HOUSTON--(BUSINESS WIRE)-- Western Midstream Partners, LP (“WES” or the “Partnership”) (NYSE: WES) today announced that one of its operating subsidiaries has signed an agreement to acquire Meritage Midstream Services II, LLC (“Meritage”) in an all-cash transaction for a purchase price of $885 million, subject to customary adjustments. Meritage, a privately held midstream company headquartered in Denver, Colorado, owns and operates a large-scale natural gas gathering and processing business in the Powder River Basin of Wyoming. Completion of the transaction is expected in the fourth quarter of 2023, subject to customary closing conditions and regulatory approvals.

Meritage’s assets, located in Converse, Campbell, and Johnson counties, Wyoming, include approximately 1,500 miles of high- and low-pressure natural gas gathering pipelines, approximately 380 MMcf/d natural gas processing capacity, and the Thunder Creek NGL pipeline; a 120 mile, 38 MBbl/d FERC-regulated NGL pipeline that connects to Meritage’s processing facilities. The Meritage assets are supported by more than 1.4 million dedicated acres from a diverse set of majority investment grade counterparties, with an average remaining contract life of approximately eight years. Following the integration of the Meritage assets, WES will be well positioned to compete for additional acreage dedications and business development opportunities from offset producers in the basin. WES expects the transaction to close during the fourth quarter of 2023. Given the uncertain timing of closing within the fourth quarter, WES is not updating its 2023 Adjusted EBITDA guidance range at this time.
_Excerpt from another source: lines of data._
//! Rawqueue Core - cancelable job engine
//!
//! This crate provides the generic half of rawqueue: jobs with lifecycle
//! signals and cooperative cancellation, a bounded priority worker pool, and
//! the [`ThreadPoolManager`] that tracks jobs from submission to completion.
//!
//! # Example
//!
//! ```ignore
//! use rawqueue_core::{EngineConfig, Job, JobCollection, ThreadPoolManager};
//!
//! let manager = ThreadPoolManager::new(EngineConfig::new().with_max_workers(4))?;
//! let events = manager.subscribe();
//!
//! let job = Job::new(|ctx| {
//!     ctx.report_progress(50);
//!     ctx.checkpoint()?;
//!     Ok(())
//! });
//! manager.append_jobs(JobCollection::new().with(job, 0));
//!
//! for event in events.iter() {
//!     println!("{event:?}");
//! }
//! ```

pub mod cancel;
pub mod collection;
pub mod config;
pub mod error;
pub mod events;
pub mod job;
pub mod manager;
pub mod pool;

#[cfg(test)]
pub(crate) mod test_utils;

pub use cancel::CancellationToken;
pub use collection::JobCollection;
pub use config::{detected_parallelism, EngineConfig};
pub use error::{EngineError, JobError};
pub use events::{EngineEvent, EventBus};
pub use job::{Job, JobContext, JobId, JobOutcome, JobPriority, JobSignal, JobState};
pub use manager::{ManagerSnapshot, ThreadPoolManager};
pub use pool::{Task, WorkerPool};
“We are excited to announce the transformation of our Powder River Basin footprint with the acquisition of Meritage,” commented Michael Ure, President and Chief Executive Officer of WES.

“The addition of the Meritage assets meaningfully expands the financial and operational scale of our existing Powder River Basin footprint by adding significant producer inventory and further diversifying our growing G&P customer portfolio. The Powder River Basin has attracted investment from some of the largest E&P companies due to the basin’s multi-stacked pay horizon potential. Throughout 2023, a combination of large, independent E&Ps and well-capitalized, private companies have operated thirteen to fourteen rigs, on average, throughout the basin.”

“The Meritage transaction provides another source of steady, profitable growth for WES due to its long-term contracts with expansive acreage dedications and minimum-volume commitments. Based on the expected Free cash flow benefits of the acquisition, management expects to recommend a Base Distribution increase of $0.0125 per unit, or $0.05 per unit on an annualized basis, following the closing of the transaction,” Mr. Ure concluded.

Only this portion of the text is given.